Characteristic Features of Systemic Sclerosis

Systemic sclerosis (SSc) is an autoimmune disease, in which excessive connective tissue deposition, inflammation and autoimmunity and vascular dysfunction (the three main pathophysiological hallmarks of the disease), rise from a largely unknown pathogenic background. The clinical fallout of such complex pathophysiological phenomena consists in a large spectrum of clinical manifestations, characterized by failure of multiple organs (including lung, kidney, heart, gastrointestinal tract, and skin), due to ischemia or to the impairment of motility or substance exchange with the environment after substitution of functional tissues with amorphous fibrotic tissue. Due to the scarcity of effective therapies and to the frequent involvement of major organs, SSc significantly impacts on the patients quality of life and is associated with higher overall mortality (Pattanaik et al., 2011).

Signs of systemic inflammation and autoimmunity are detectable in almost all patients with SSc and comprise the activation of cellular and humoral as well as innate and adaptive immune responses (Kahaleh and LeRoy, 1999; Postlethwaite and Chiang, 2007; Yoshizaki et al., 2009; Pattanaik et al., 2011). A characteristic antiviral-like interferon-mediated response has been recognized in patients with SSc (Lafyatis and York, 2009) and constitutes a shared pathogenic hallmark of many connective tissue diseases (Banchereau and Pascual, 2006). Marked signs of humoral innate immunity activation are also detectable in SSc both in circulating blood (Yoshizaki et al., 2009) and affected tissues (Luchetti et al., 2004; see also below), and have been shown to correlate with disease activity (Yoshizaki et al., 2009). On the other hand extensive antibody and cellular autoimmunity against vessel and connective tissue constituents is thought to directly contribute to tissue damage, stimulate the development of aberrant misrepair responses (Pattanaik et al., 2011) and enhance the activation of innate immune players (including platelets; Postlethwaite and Chiang, 2007).

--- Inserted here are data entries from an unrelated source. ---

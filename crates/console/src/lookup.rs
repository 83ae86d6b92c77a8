//! Dropdown option lists and id-to-name resolution

use std::collections::HashMap;

use backoffice_core::{ConsoleResult, EntityKind, Record, RecordApi, RecordId};

/// Room type codes and their names
pub const ROOM_TYPES: [(i64, &str); 4] = [(0, "Standard"), (1, "Deluxe"), (2, "Suite"), (3, "Executive")];

/// Name for a room type code
pub fn room_type_name(code: i64) -> &'static str {
    ROOM_TYPES
        .iter()
        .find(|(c, _)| *c == code)
        .map(|(_, name)| *name)
        .unwrap_or("Unknown")
}

// ============================================================================
// Lookup Sources
// ============================================================================

/// Where the options of a select field come from
#[derive(Debug, Clone, Copy, PartialEq, Eq, Hash)]
pub enum LookupSource {
    Cities,
    Roles,
    Buildings,
    /// Billing profiles with `isActive == true` only
    ActiveBillingProfiles,
    /// Fixed room type list; never fetched
    RoomTypes,
}

impl LookupSource {
    /// Entity list backing this source, when it is one of ours
    pub fn entity(&self) -> Option<EntityKind> {
        match self {
            LookupSource::Cities | LookupSource::RoomTypes => None,
            LookupSource::Roles => Some(EntityKind::Role),
            LookupSource::Buildings => Some(EntityKind::Building),
            LookupSource::ActiveBillingProfiles => Some(EntityKind::BillingProfile),
        }
    }
}

/// One entry of a select field
#[derive(Debug, Clone, PartialEq, Eq)]
pub struct SelectOption {
    pub id: RecordId,
    pub label: String,
}

/// Build options from fetched records
///
/// Records without an id are skipped. A missing `name` falls back to
/// `#<id>`.
pub fn options_from_records(source: LookupSource, records: &[Record]) -> Vec<SelectOption> {
    records
        .iter()
        .filter(|r| source != LookupSource::ActiveBillingProfiles || r.is_active() == Some(true))
        .filter_map(|r| {
            let id = r.id()?;
            let label = r
                .text("name")
                .map(str::to_string)
                .unwrap_or_else(|| format!("#{}", id));
            Some(SelectOption { id, label })
        })
        .collect()
}

/// Fetch and build the options for `source`
pub async fn load_options<A: RecordApi>(
    api: &A,
    source: LookupSource,
) -> ConsoleResult<Vec<SelectOption>> {
    let records = match source {
        LookupSource::RoomTypes => {
            return Ok(ROOM_TYPES
                .iter()
                .map(|(code, name)| SelectOption {
                    id: RecordId(*code),
                    label: name.to_string(),
                })
                .collect());
        }
        LookupSource::Cities => api.list_resource("City").await,
        other => match other.entity() {
            Some(kind) => api.list(kind).await,
            None => Ok(Vec::new()),
        },
    };

    match records {
        Ok(records) => Ok(options_from_records(source, &records)),
        Err(e) => {
            tracing::warn!("Failed to load {:?} options: {}", source, e);
            Err(e)
        }
    }
}

// ============================================================================
// Name Lookup
// ============================================================================

/// Resolves foreign-key ids to display names for table columns
#[derive(Debug, Clone, Default, PartialEq, Eq)]
pub struct NameLookup {
    names: HashMap<RecordId, String>,
}

impl NameLookup {
    pub fn new() -> Self {
        Self::default()
    }

    /// Names of every record, active or not
    pub fn from_records(records: &[Record]) -> Self {
        Self {
            names: records
                .iter()
                .filter_map(|r| Some((r.id()?, r.text("name")?.to_string())))
                .collect(),
        }
    }

    /// Name for the id held in `record[field]`, if known
    pub fn resolve(&self, record: &Record, field: &str) -> Option<&str> {
        let id = record.get(field).and_then(RecordId::from_value)?;
        self.names.get(&id).map(String::as_str)
    }

    pub fn is_empty(&self) -> bool {
        self.names.is_empty()
    }
}

// ============================================================================
// Tests
// ============================================================================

Vascular impairment is one of the main and early appearing hallmarks of SSc and develops as a consequence of the concurrent action of autoimmune reactions against vessel walls (Holt et al., 1989; Kahaleh and Fan, 1997), endothelial dysfunction (with prominent imbalance between vasoconstrictors and vasodilators; Pattanaik et al., 2011), abnormalities in neural control of the vascular tone (Freedman et al., 1999) and possibly alterations in the hemostatic function. The development of ischemia, which ultimately follows vascular impairment in SSc, leads to the release of large amounts of active mitogens. These latter mediators of cell proliferation, instead of initiating a physiological formation of neo-vessels, give rise to aberrant and unfunctional neoangiogenic responses (see below) and further stimulate fibrogenesis (Trojanowska, 2008; Pattanaik et al., 2011).

Fibrosis arises as a consequence of uncontrolled proliferation and secretive activity of fibroblasts, due to intense stimulation by immune cells and ischemic tissue on a likely already abnormal genetic background (Gardner et al., 2006). In tissue affected by SSc fibroblasts proliferate from resident precursors, trans-differentiating cells or bone marrow-derived precursors (Frid et al., 2002). Beside the functional and structural damage due to the substitution of normal tissues with collagen and other glycoproteins, contraction of the fibrotic tissue due to the activity of a particular subtype of fibroblasts (i.e., the myofibroblasts) ultimately worsen tissue ischemia and organ dysfunction.

Platelet Activation and Pathogenesis of SSc

Activation of Platelets in SSc

Enhanced activation of platelets and increased tendency to aggregation have long been observed in SSc patients (Kahaleh et al., 1982; Goodfield et al., 1993) and are generally attributed to the concomitant dysfunction of the endothelium (Pattanaik et al., 2011). Moreover the elevation of markers of platelet activation like the HMGB1 or P-selectin has been shown to correlate with disease activity in SSc (Agache et al., 2007; Yoshizaki et al., 2009), as well as in other diseases characterized by prominent vascular inflammation (Harris et al., 2012).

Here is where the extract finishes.